TUTUP
SCROLL UNTUK MELANJUTKAN MEMBACA
Gabung di IDN Times

Dewan Sebut Kondisi APBD 2022 Gak Sehat karena Utang NTB Rp227 Miliar

Mori: kondisi APBD kita bisa dikatakan sedang sakit

ilustrasi hutang (IDN Times/Arief Rahmat)

Mataram, IDN Times - Wakil Ketua DPRD Nusa Tenggara Barat (NTB) Mori Hanafi mengungkapkan kondisi Anggaran Pendapatan dan Belanja Daerah (APBD) Tahun 2022 sedang tidak sehat. Ini akibat kontraksi adanya tanggungan utang pada APBD NTB Tahun 2021.

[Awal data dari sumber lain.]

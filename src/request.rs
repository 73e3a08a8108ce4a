//! Classification request documents.
//!
//! A request bundles the texts to classify, the candidate labels (shared
//! across all texts or one set per text), the classification policy and the
//! decode/prompt settings. Requests can be built in code or loaded from the
//! JSON document format:
//!
//! ```json
//! {
//!   "texts": ["I love this movie", "The service was awful"],
//!   "labels": ["positive", "negative"],
//!   "same_labels": true,
//!   "classification_type": "multi-label",
//!   "threshold": 0.5,
//!   "prompt_first": true
//! }
//! ```
//!
//! With `same_labels: false`, `labels` is a nested array with one label set
//! per text.

use std::path::Path;
use std::str::FromStr;

use serde::Deserialize;

use crate::error::{PipelineError, Result};

/// Decision threshold applied in multi-label mode unless the document
/// overrides it.
pub const DEFAULT_THRESHOLD: f32 = 0.5;

/// Token budget per prompt unless the document overrides it.
pub const DEFAULT_MAX_LENGTH: usize = 2048;

/// How decoded scores are turned into predictions.
#[derive(Debug, Clone, Copy, PartialEq, Eq)]
pub enum ClassificationPolicy {
    /// Independent per-label threshold decisions; any number of labels can
    /// match a text.
    MultiLabel,
    /// Exactly one label per text, the highest-scoring one.
    SingleLabel,
}

impl FromStr for ClassificationPolicy {
    type Err = PipelineError;

    fn from_str(s: &str) -> Result<Self> {
        match s {
            "multi-label" => Ok(Self::MultiLabel),
            "single-label" => Ok(Self::SingleLabel),
            other => Err(PipelineError::UnsupportedPolicy(other.to_string())),
        }
    }
}

/// Candidate labels for a request.
#[derive(Debug, Clone)]
pub enum LabelSpec {
    /// One ordered label set applied to every text.
    Shared(Vec<String>),
    /// One ordered label set per text, in text order.
    PerText(Vec<Vec<String>>),
}

impl LabelSpec {
    /// Labels for the text at `index`.
    ///
    /// Label order is authoritative: it is the order prompts are built with
    /// and the order logits columns are decoded against.
    pub fn for_text(&self, index: usize) -> &[String] {
        match self {
            Self::Shared(labels) => labels,
            Self::PerText(sets) => sets.get(index).map(Vec::as_slice).unwrap_or(&[]),
        }
    }
}

/// A validated zero-shot classification request.
#[derive(Debug, Clone)]
pub struct ClassificationRequest {
    pub texts: Vec<String>,
    pub labels: LabelSpec,
    pub policy: ClassificationPolicy,
    /// Multi-label decision threshold; scores strictly above it are emitted.
    pub threshold: f32,
    /// Place the label block before the text (true) or after it (false).
    pub prompt_first: bool,
    /// Maximum tokens per prompt; longer sequences are truncated.
    pub max_length: usize,
}

impl ClassificationRequest {
    /// Request with one shared label set and default decode settings.
    pub fn shared<T, L>(texts: &[T], labels: &[L], policy: ClassificationPolicy) -> Self
    where
        T: AsRef<str>,
        L: AsRef<str>,
    {
        Self {
            texts: texts.iter().map(|t| t.as_ref().to_string()).collect(),
            labels: LabelSpec::Shared(labels.iter().map(|l| l.as_ref().to_string()).collect()),
            policy,
            threshold: DEFAULT_THRESHOLD,
            prompt_first: true,
            max_length: DEFAULT_MAX_LENGTH,
        }
    }

    /// Load and validate a request from a JSON document file.
    pub fn from_json_file(path: impl AsRef<Path>) -> Result<Self> {
        let contents = std::fs::read_to_string(path)?;
        Self::from_json_str(&contents)
    }

    /// Parse and validate a request from a JSON document string.
    pub fn from_json_str(json: &str) -> Result<Self> {
        let raw: RawDocument = serde_json::from_str(json)?;
        let policy = raw.classification_type.parse()?;

        let labels = match (raw.same_labels, raw.labels) {
            (true, RawLabels::Shared(labels)) => LabelSpec::Shared(labels),
            (false, RawLabels::PerText(sets)) => LabelSpec::PerText(sets),
            (true, RawLabels::PerText(_)) => {
                return Err(PipelineError::Config(
                    "same_labels is set but labels is a nested array".to_string(),
                ));
            }
            (false, RawLabels::Shared(_)) => {
                return Err(PipelineError::Config(
                    "same_labels is unset but labels is a flat array".to_string(),
                ));
            }
        };

        let request = Self {
            texts: raw.texts,
            labels,
            policy,
            threshold: raw.threshold,
            prompt_first: raw.prompt_first,
            max_length: raw.max_length,
        };
        request.validate()?;
        Ok(request)
    }

    /// Check the per-text label-count invariant: in per-text mode there must
    /// be exactly one label set per text.
    pub fn validate(&self) -> Result<()> {
        if let LabelSpec::PerText(sets) = &self.labels {
            if sets.len() != self.texts.len() {
                return Err(PipelineError::LabelCount {
                    texts: self.texts.len(),
                    label_sets: sets.len(),
                });
            }
        }
        if self.max_length == 0 {
            return Err(PipelineError::Config(
                "max_length must be at least 1".to_string(),
            ));
        }
        Ok(())
    }
}

#[derive(Deserialize)]
struct RawDocument {
    texts: Vec<String>,
    labels: RawLabels,
    #[serde(default)]
    same_labels: bool,
    classification_type: String,
    #[serde(default = "default_prompt_first")]
    prompt_first: bool,
    #[serde(default = "default_threshold")]
    threshold: f32,
    #[serde(default = "default_max_length")]
    max_length: usize,
}

// Nested arrays are tried first; a flat label list can never deserialize as
// one, so the two shapes are unambiguous.
#[derive(Deserialize)]
#[serde(untagged)]
enum RawLabels {
    PerText(Vec<Vec<String>>),
    Shared(Vec<String>),
}

fn default_prompt_first() -> bool {
    true
}

fn default_threshold() -> f32 {
    DEFAULT_THRESHOLD
}

fn default_max_length() -> usize {
    DEFAULT_MAX_LENGTH
}
//! Zero-shot text classification pipeline.
//!
//! Classify text into categories you define at runtime, no training
//! required. Candidate labels are embedded directly into the prompt the
//! GLiClass model sees, so one forward pass scores every label for a text.
//!
//! # Quick Start
//!
//! ```rust,no_run
//! use gliclass_onnx::pipelines::zero_shot_classification::ZeroShotClassificationPipelineBuilder;
//! use gliclass_onnx::request::ClassificationPolicy;
//!
//! # fn main() -> gliclass_onnx::Result<()> {
//! let pipeline = ZeroShotClassificationPipelineBuilder::new(
//!     "onnx/model.onnx",
//!     "tokenizer/tokenizer.json",
//! )
//! .build()?;
//!
//! let texts = ["The team won the championship game!"];
//! let labels = ["sports", "politics", "technology"];
//! let output = pipeline.run(&texts, &labels, ClassificationPolicy::MultiLabel)?;
//!
//! for result in output.results.iter().flatten() {
//!     for p in result {
//!         println!("{}: {:.2}", p.label, p.score);
//!     }
//! }
//! # Ok(())
//! # }
//! ```
//!
//! # Multi-Label vs Single-Label
//!
//! **Multi-label**: every label whose probability clears the threshold is
//! emitted. Use when several categories can apply at once.
//!
//! **Single-label**: exactly one prediction per text, the highest-scoring
//! label.
//!
//! # Batching and concurrency
//!
//! Requests of any size are split into fixed-size batches and processed
//! concurrently on a worker pool; each batch runs the whole prompt,
//! tokenize, infer, decode chain independently. A batch that fails
//! (tokenizer error, engine error) is dropped and counted in
//! [`ClassificationOutput::failed_batches`] while the rest of the run
//! continues.

pub(crate) mod batching;
pub(crate) mod decoding;
pub(crate) mod encoding;
pub(crate) mod tensors;

pub mod builder;
pub mod pipeline;
pub mod prompt;

pub use builder::ZeroShotClassificationPipelineBuilder;
pub use decoding::Prediction;
pub use pipeline::{ClassificationOutput, ZeroShotClassificationPipeline};
pub use prompt::{Prompt, LABEL_MARKER, SEPARATOR};
use rayon::prelude::*;
use tokenizers::Tokenizer;
use tracing::{debug, warn};

use super::batching::{self, Batch};
use super::decoding::{self, Prediction};
use super::{encoding, prompt, tensors};
use crate::error::Result;
use crate::models::GliClassModel;
use crate::request::ClassificationRequest;

/// Everything a classification run produced.
#[derive(Debug)]
pub struct ClassificationOutput {
    /// One entry per input text, in input order. `None` marks a text whose
    /// batch failed; `Some(vec![])` is a multi-label text with no label
    /// above the threshold.
    pub results: Vec<Option<Vec<Prediction>>>,
    /// Batches that were abandoned after a stage failure.
    pub failed_batches: usize,
}

/// Classifies texts against candidate labels using a GLiClass ONNX model.
///
/// Construct with [`ZeroShotClassificationPipelineBuilder`](super::ZeroShotClassificationPipelineBuilder).
pub struct ZeroShotClassificationPipeline {
    pub(crate) model: GliClassModel,
    pub(crate) tokenizer: Tokenizer,
    pub(crate) pool: rayon::ThreadPool,
    pub(crate) batch_size: usize,
}

impl std::fmt::Debug for ZeroShotClassificationPipeline {
    fn fmt(&self, f: &mut std::fmt::Formatter<'_>) -> std::fmt::Result {
        f.debug_struct("ZeroShotClassificationPipeline")
            .field("batch_size", &self.batch_size)
            .finish_non_exhaustive()
    }
}

impl ZeroShotClassificationPipeline {
    /// Run a full classification request.
    ///
    /// The request is split into batches of at most the configured batch
    /// size and the batches are processed concurrently on the worker pool,
    /// each one flowing through prompt building, tokenization, tensor
    /// assembly, inference and decoding on whichever worker claims it.
    ///
    /// A failed batch is logged, contributes `None` for each of its texts
    /// and never aborts the run; input-shape problems in the request
    /// itself fail the whole run up front.
    pub fn classify(&self, request: &ClassificationRequest) -> Result<ClassificationOutput> {
        request.validate()?;

        let plan = batching::plan(request.texts.len(), self.batch_size);
        debug!(
            texts = request.texts.len(),
            batches = plan.len(),
            batch_size = self.batch_size,
            "dispatching classification request"
        );

        // Workers pull the next unclaimed batch; uneven per-batch cost
        // does not stall the rest of the pool.
        let outcomes: Vec<Result<Vec<Vec<Prediction>>>> = self.pool.install(|| {
            plan.par_iter()
                .map(|batch| self.process_batch(request, *batch))
                .collect()
        });

        Ok(collect_results(&plan, outcomes, request.texts.len()))
    }

    /// Convenience wrapper: one shared label set, default settings.
    pub fn run<T: AsRef<str>, L: AsRef<str>>(
        &self,
        texts: &[T],
        labels: &[L],
        policy: crate::request::ClassificationPolicy,
    ) -> Result<ClassificationOutput> {
        self.classify(&ClassificationRequest::shared(texts, labels, policy))
    }

    fn process_batch(
        &self,
        request: &ClassificationRequest,
        batch: Batch,
    ) -> Result<Vec<Vec<Prediction>>> {
        let prompts: Vec<prompt::Prompt> = batch
            .range()
            .map(|index| {
                prompt::build(
                    &request.texts[index],
                    request.labels.for_text(index),
                    request.prompt_first,
                )
            })
            .collect();

        let tokenized = encoding::encode(&self.tokenizer, prompts, request.max_length)?;
        let assembled = tensors::assemble(tokenized);

        let logits = self.model.run(
            &assembled.input_ids.data,
            &assembled.attention_mask.data,
            assembled.input_ids.shape,
        )?;

        Ok(decoding::decode(
            &logits,
            &assembled.label_orders,
            request.threshold,
            request.policy,
        ))
    }
}

/// Stitch per-batch outcomes back into per-text results.
///
/// Failed batches are logged and counted; their texts stay `None`.
fn collect_results(
    plan: &[Batch],
    outcomes: Vec<Result<Vec<Vec<Prediction>>>>,
    text_count: usize,
) -> ClassificationOutput {
    let mut results: Vec<Option<Vec<Prediction>>> = vec![None; text_count];
    let mut failed_batches = 0;

    for (batch, outcome) in plan.iter().zip(outcomes) {
        match outcome {
            Ok(predictions) => {
                for (offset, text_predictions) in predictions.into_iter().enumerate() {
                    results[batch.start + offset] = Some(text_predictions);
                }
            }
            Err(error) => {
                warn!(
                    start = batch.start,
                    size = batch.size,
                    %error,
                    "batch failed, skipping"
                );
                failed_batches += 1;
            }
        }
    }

    ClassificationOutput {
        results,
        failed_batches,
    }
}

#[cfg(test)]
mod tests {
    use super::*;
    use crate::error::PipelineError;

    fn prediction(label: &str) -> Vec<Vec<Prediction>> {
        vec![vec![Prediction {
            label: label.to_string(),
            score: 0.9,
        }]]
    }

    #[test]
    fn failed_batch_skips_its_texts_and_counts_once() {
        let plan = batching::plan(3, 1);
        let outcomes = vec![
            Ok(prediction("first")),
            Err(PipelineError::Tokenization("boom".to_string())),
            Ok(prediction("third")),
        ];

        let output = collect_results(&plan, outcomes, 3);

        assert_eq!(output.failed_batches, 1);
        assert_eq!(output.results[0].as_ref().unwrap()[0].label, "first");
        assert!(output.results[1].is_none());
        assert_eq!(output.results[2].as_ref().unwrap()[0].label, "third");
    }

    #[test]
    fn short_final_batch_lands_on_the_right_texts() {
        let plan = batching::plan(5, 2);
        let outcomes = vec![
            Ok(vec![prediction("a").remove(0), prediction("b").remove(0)]),
            Ok(vec![prediction("c").remove(0), prediction("d").remove(0)]),
            Ok(prediction("e")),
        ];

        let output = collect_results(&plan, outcomes, 5);

        assert_eq!(output.failed_batches, 0);
        let labels: Vec<_> = output
            .results
            .iter()
            .map(|r| r.as_ref().unwrap()[0].label.clone())
            .collect();
        assert_eq!(labels, ["a", "b", "c", "d", "e"]);
    }

    #[test]
    fn all_batches_failing_still_reports_every_text() {
        let plan = batching::plan(4, 2);
        let outcomes = vec![
            Err(PipelineError::Tokenization("x".to_string())),
            Err(PipelineError::Tokenization("y".to_string())),
        ];

        let output = collect_results(&plan, outcomes, 4);

        assert_eq!(output.failed_batches, 2);
        assert_eq!(output.results.len(), 4);
        assert!(output.results.iter().all(Option::is_none));
    }
}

"APBD kita dalam kondisi kurang sehat, bisa dikatakan sakit. Sebab APBD 2022 tertekan karena menanggung beban APBD 2021," kata Wakil Ketua DPRD NTB Mori Hanafi di Mataram, Sabtu (9/4/2022) seperti dikutip dari Antara.

Baca Juga: NTB Dorong Penerbangan Lombok - Perth Australia Segera Dibuka 

1. Utang pada pihak ketiga

(IDN Times/Arief Rahmat)

Mori menjelaskan, tidak sehatnya APBD ini akibat adanya tanggungan utang kepada pihak ketiga sebesar Rp227,6 miliar yang belum bisa di bayar pada tahun 2021.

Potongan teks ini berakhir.